Thrombotic Microangiopathy
Cases of thrombotic microangiopathy, including thrombotic thrombocytopenic purpura/hemolytic uremic syndrome (TTP/HUS), including fatal outcome, have occurred. Monitor for signs and symptoms of TTP/HUS. Discontinue if diagnosis is suspected. If the diagnosis of TTP/HUS is excluded, KYPROLIS may be restarted. The safety of reinitiating KYPROLIS is not known.
Posterior Reversible Encephalopathy Syndrome (PRES)
Cases of PRES have occurred in patients receiving KYPROLIS. If PRES is suspected, discontinue and evaluate with appropriate imaging. The safety of reinitiating KYPROLIS is not known.

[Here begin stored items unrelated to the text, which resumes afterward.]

//! Proxy lease protocol.
//!
//! A lease is nothing more than a `proxy-usage:<id>` key in the [`LeaseStore`]. Mutual
//! exclusion comes from the store's atomic set-if-absent; this type holds no state.
use std::sync::Arc;

use tracing::{debug, info, instrument, warn};

use pvx_model::{ProxyLease, Role};

use crate::{
    error::CoreError,
    metrics::{LeaseEvent, MetricsHandle},
    registry::RegistryView,
    store::LeaseStore,
};

#[derive(Clone)]
pub struct LeaseManager {
    registry: RegistryView,
    store: Arc<dyn LeaseStore>,
    metrics: MetricsHandle,
}

impl LeaseManager {
    pub fn new(registry: RegistryView, store: Arc<dyn LeaseStore>, metrics: MetricsHandle) -> Self {
        Self {
            registry,
            store,
            metrics,
        }
    }

    /// Claim the first free proxy.
    ///
    /// Proxies are tried in runtime order, one store round-trip each. `Ok(None)` means every
    /// proxy is leased (or none is running); with no proxies the store is not contacted.
    #[instrument(level = "debug", skip(self))]
    pub async fn acquire(&self) -> Result<Option<ProxyLease>, CoreError> {
        let proxies = self.registry.list_by_role(Role::Proxy).await?;

        for record in proxies {
            let Some(endpoint) = record.as_proxy() else {
                continue;
            };
            let key = ProxyLease::key_for(&record.id);
            if self.store.set_if_absent(&key).await? {
                info!(container = %record.id, lease_key = %key, region = %endpoint.region, "proxy leased");
                self.metrics.record_lease(LeaseEvent::Acquired);
                return Ok(Some(ProxyLease::new(record.id.clone(), endpoint.clone())));
            }
            debug!(container = %record.id, "proxy already leased");
        }

        warn!("no free proxy");
        self.metrics.record_lease(LeaseEvent::Exhausted);
        Ok(None)
    }

    /// Drop the lease on `container_id`. Releasing a free proxy is a no-op.
    #[instrument(level = "debug", skip(self))]
    pub async fn release(&self, container_id: &str) -> Result<(), CoreError> {
        let key = ProxyLease::key_for(container_id);
        self.store.delete(&key).await?;

        info!(container = container_id, lease_key = %key, "proxy lease released");
        self.metrics.record_lease(LeaseEvent::Released);
        Ok(())
    }
}

#[cfg(test)]
mod tests {
    use super::*;
    use futures::future::join_all;

    use crate::{
        config::ProvisionerConfig,
        metrics::noop_metrics,
        store::MemoryLeaseStore,
        testkit::{CountingLeaseStore, StubGateway, proxy, worker},
    };

    fn manager(gw: StubGateway, store: Arc<dyn LeaseStore>) -> LeaseManager {
        let registry = RegistryView::new(Arc::new(gw), &ProvisionerConfig::default());
        LeaseManager::new(registry, store, noop_metrics())
    }

    #[tokio::test(flavor = "multi_thread", worker_threads = 4)]
    async fn concurrent_acquire_on_single_proxy_has_one_winner() {
        let store = Arc::new(MemoryLeaseStore::new());
        let mgr = manager(
            StubGateway::new(vec![proxy("aaaaaaaaaaaa", "10.0.0.5", 1080)]),
            store.clone(),
        );

        let attempts = (0..16).map(|_| {
            let mgr = mgr.clone();
            tokio::spawn(async move { mgr.acquire().await })
        });
        let results = join_all(attempts).await;

        let winners = results
            .into_iter()
            .map(|r| r.unwrap().unwrap())
            .filter(Option::is_some)
            .count();
        assert_eq!(winners, 1);
        assert!(store.contains("proxy-usage:aaaaaaaaaaaa"));
    }

    #[tokio::test]
    async fn loser_moves_on_to_next_proxy() {
        let store = Arc::new(MemoryLeaseStore::new());
        let mgr = manager(
            StubGateway::new(vec![
                proxy("aaaaaaaaaaaa", "10.0.0.5", 1080),
                proxy("bbbbbbbbbbbb", "10.0.0.6", 1081),
            ]),
            store.clone(),
        );

        let first = mgr.acquire().await.unwrap().unwrap();
        let second = mgr.acquire().await.unwrap().unwrap();
        assert_eq!(first.container_id, "aaaaaaaaaaaa");
        assert_eq!(second.container_id, "bbbbbbbbbbbb");
        assert_eq!(second.endpoint.socks_url(), "socks5://10.0.0.6:1081");

        assert!(mgr.acquire().await.unwrap().is_none());

        mgr.release("aaaaaaaaaaaa").await.unwrap();
        let again = mgr.acquire().await.unwrap().unwrap();
        assert_eq!(again.lock_key, "proxy-usage:aaaaaaaaaaaa");
    }

    #[tokio::test]
    async fn release_is_idempotent() {
        let store = Arc::new(MemoryLeaseStore::new());
        let mgr = manager(
            StubGateway::new(vec![proxy("aaaaaaaaaaaa", "10.0.0.5", 1080)]),
            store.clone(),
        );

        mgr.acquire().await.unwrap().unwrap();
        mgr.release("aaaaaaaaaaaa").await.unwrap();
        mgr.release("aaaaaaaaaaaa").await.unwrap();
        mgr.release("never-leased").await.unwrap();

        assert!(!store.contains("proxy-usage:aaaaaaaaaaaa"));
        assert!(store.is_empty());
    }

    #[tokio::test]
    async fn no_proxies_means_no_store_calls() {
        let store = Arc::new(CountingLeaseStore::new());
        let mgr = manager(
            StubGateway::new(vec![worker("aaaaaaaaaaaa", "req")]),
            store.clone(),
        );

        assert!(mgr.acquire().await.unwrap().is_none());
        assert_eq!(store.set_calls(), 0);
        assert_eq!(store.delete_calls(), 0);
    }
}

Increased Fatal and Serious Toxicities in Combination with Melphalan and Prednisone in Newly Diagnosed Transplant-ineligible Patients
In a clinical trial of transplant-ineligible patients with newly diagnosed multiple myeloma comparing KYPROLIS, melphalan, and prednisone (KMP) vs bortezomib, melphalan, and prednisone (VMP), a higher incidence of serious and fatal adverse events was observed in patients in the KMP arm. KMP is not indicated for transplant-ineligible patients with newly diagnosed multiple myeloma.
Embryo-fetal Toxicity
KYPROLIS can cause fetal harm when administered to a pregnant woman.
Females of reproductive potential should be advised to avoid becoming pregnant while being treated with KYPROLIS and for 6 months following the final dose. Males of reproductive potential should be advised to avoid fathering a child while being treated with KYPROLIS and for 3 months following the final dose. If this drug is used during pregnancy, or if pregnancy occurs while taking this drug, the patient should be apprised of the potential hazard to the fetus.
Adverse Reactions
The most common adverse reactions in the combination therapy trials: anemia, diarrhea, fatigue, hypertension, pyrexia, upper respiratory tract infection thrombocytopenia, cough, dyspnea and insomnia.
The most common adverse reactions in monotherapy trials: anemia, fatigue, thrombocytopenia, nausea, pyrexia, dyspnea, diarrhea, headache, cough, edema peripheral.